A^TA + B?
Zhifeng Sheng
z.sheng at ewi.tudelft.nl
Fri Oct 26 11:07:01 CDT 2007
Hong Zhang wrote:
>
> Zhifeng,
>
>>
>> I would like to implement B = A^TA + B.
>>
>> And the transpose multiplication can be done with the following
>> function,
>>
>> PetscErrorCode PETSCMAT_DLLEXPORT MatMatMultTranspose(Mat A,Mat
>> B,MatReuse scall,PetscReal fill,Mat *C) since I would like to save
>> some memory, I don't want to create an intermediate matrix. In the
>> above function, the discription of
>>
>> the argument "scall" is not clear, I know that MAT_INITIAL_MATRIX
>> will create a new empty matrix and the result will be stored.
>
>
> Yes.
>
>>
>> what about MAT_REUSE_MATRIX ? does it mean that the C matrix will be
>> added with the result?
>
>
> When the product matrix C=A^T*B is previously computed,
> and you want repeating C=A^T*B, in which A and B maintain
> the same non-zero sparse pattern but with different numerical values,
> using
> MAT_REUSE_MATRIX will skip the symbolic computation of C=A^T*B
> and reuse the exiting matrix data structure and memory of C.
>
> Why do you need B = A^TA + B?
> If your matrices are dense, you should use lapack or scalapack.

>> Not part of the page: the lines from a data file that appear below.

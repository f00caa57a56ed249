//! Double-precision log(1 + x)
//!
//! `m = 1 + x = 2^k * (1 + f)` with `1 + f` in `[sqrt(2)/2, sqrt(2))`. The
//! rounding error of forming `m` is recovered as `c = x - (m - 1)` and added
//! back as `c/m`. Then
//! `log1p(x) = k*ln2 + log1p(f) + c/m` with `log1p(f) ~= f + f^2 P(f)`.
//!
//! Maximum observed error is 2.46 ULP.

#![allow(clippy::excessive_precision)]

use super::bits;
use crate::config::{DefaultMode, FpMode};
use crate::fallback::special_case;
use crate::poly::{estrin, EstrinPowers};
use crate::traits::{SimdBits, SimdMask, SimdVector};

const LN2_HI: f64 = 0.6931471805598903;
const LN2_LO: f64 = 5.497923018708371e-14;

/// `log1p(f) - f ~= f^2 * P(f)` on `[sqrt(2)/2 - 1, sqrt(2) - 1]`
const POLY: [f64; 19] = [
    -0.4999999999999997,
    0.33333333333328113,
    -0.2500000000001263,
    0.2000000000173798,
    -0.1666666666624139,
    0.1428571408744002,
    -0.1249999983115391,
    0.11111122008664678,
    -0.10000018142155685,
    0.0909058346604739,
    -0.0833255294803619,
    0.07697709214012723,
    -0.07160250097377094,
    0.06621608936546163,
    -0.060411861325383155,
    0.059735911529354736,
    -0.06786912861160647,
    0.0632483625086586,
    -0.02829914573469549,
];

/// `0x3ff0000000000000 - bits(sqrt(2)/2)`, rounded to the top 32 bits
const HF_RT2_TOP: u64 = 0x0009_5f62_0000_0000;

/// Top 32 bits of `sqrt(2)/2`
const ONE_MINUS_HF_RT2_TOP: u64 = 0x3fe6_a09e_0000_0000;

const UMASK_TOP: u64 = 0x000f_ffff_0000_0000;
const BOTTOM_MASK: u64 = 0x0000_0000_ffff_ffff;
const ABS_MASK: u64 = 0x7fff_ffff_ffff_ffff;
const INF: u64 = 0x7ff0_0000_0000_0000;
const MINUS_ONE: u64 = 0xbff0_0000_0000_0000;
const NEG_ZERO: u64 = 0x8000_0000_0000_0000;

#[inline(always)]
fn log1p_core<V: SimdVector<Scalar = f64>>(x: V) -> V {
    let m = x.add(V::splat(1.0));
    let mi = m.to_bits();
    let u = mi.add(bits::<V>(HF_RT2_TOP));

    let ki = u.shr(52).sub(bits::<V>(0x3ff));
    let k = V::from_int(ki);

    // 1 + f, recentred into [sqrt(2)/2, sqrt(2))
    let utop = u
        .and(bits::<V>(UMASK_TOP))
        .add(bits::<V>(ONE_MINUS_HF_RT2_TOP));
    let u_red = utop.or(mi.and(bits::<V>(BOTTOM_MASK)));
    let f = V::from_bits(u_red).sub(V::splat(1.0));

    // correction term c/m
    let cm = x.sub(m.sub(V::splat(1.0))).div(m);

    let f2 = f.mul(f);
    let p = estrin(&EstrinPowers::from_x2(f, f2), &POLY);

    let ylo = k.fma(V::splat(LN2_LO), cm);
    let yhi = k.fma(V::splat(LN2_HI), f);
    f2.fma(p, ylo.add(yhi))
}

/// Vectorized log(1 + x) in the default [`FpMode`]
#[inline]
pub fn log1p<V: SimdVector<Scalar = f64>>(x: V) -> V {
    log1p_with::<DefaultMode, V>(x)
}

/// Vectorized log(1 + x)
///
/// Lanes with `x <= -1`, -0, Inf or NaN are recomputed with `libm::log1p`.
/// In `RespectExceptions` mode those lanes run the fast path on 0.
///
/// # Example
///
/// ```rust
/// use vela_math::{F64x2, SimdVector};
/// use vela_math::math::log1p;
///
/// assert_eq!(log1p(F64x2::splat(-1.0)).extract(0), f64::NEG_INFINITY);
/// ```
#[inline]
pub fn log1p_with<M: FpMode, V: SimdVector<Scalar = f64>>(x: V) -> V {
    let ix = x.to_bits();
    let ia = ix.and(bits::<V>(ABS_MASK));
    let special = ia
        .ge(bits::<V>(INF))
        .or(ix.ge(bits::<V>(MINUS_ONE)))
        .or(ix.eq(bits::<V>(NEG_ZERO)));

    let xm = if M::RESPECT_EXCEPTIONS {
        V::select(special, V::splat(0.0), x)
    } else {
        x
    };
    let y = log1p_core(xm);

    if special.any() {
        return special_case(x, y, special, libm::log1p);
    }
    y
}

> Sparse matrix product should be avoided because
> the product matrix C usually is much denser than A and B,
> and C=A^T*B cannot be implemented efficiently in general.
> We provide MatMatMultTranspose() mainly for multigrid computation
> in which the matrices have special data structure.
>
> Best,
>
> Hong
>
Thanks for your reply.
I need to implement a least-squares method, in which A^T*A will be
computed, however, since I use finite elements, local matrices will be
computed and then added to the global matrix. The A matrix is very
sparse, e.g 9 non-zeros in a row.
Actually, in this case, I only need to do b = a^T*a + b on local
matrices, which are very small e.g (12 by 12). The elementary matrices
will be assembled in the end. Should I use lapack in combination with Petsc?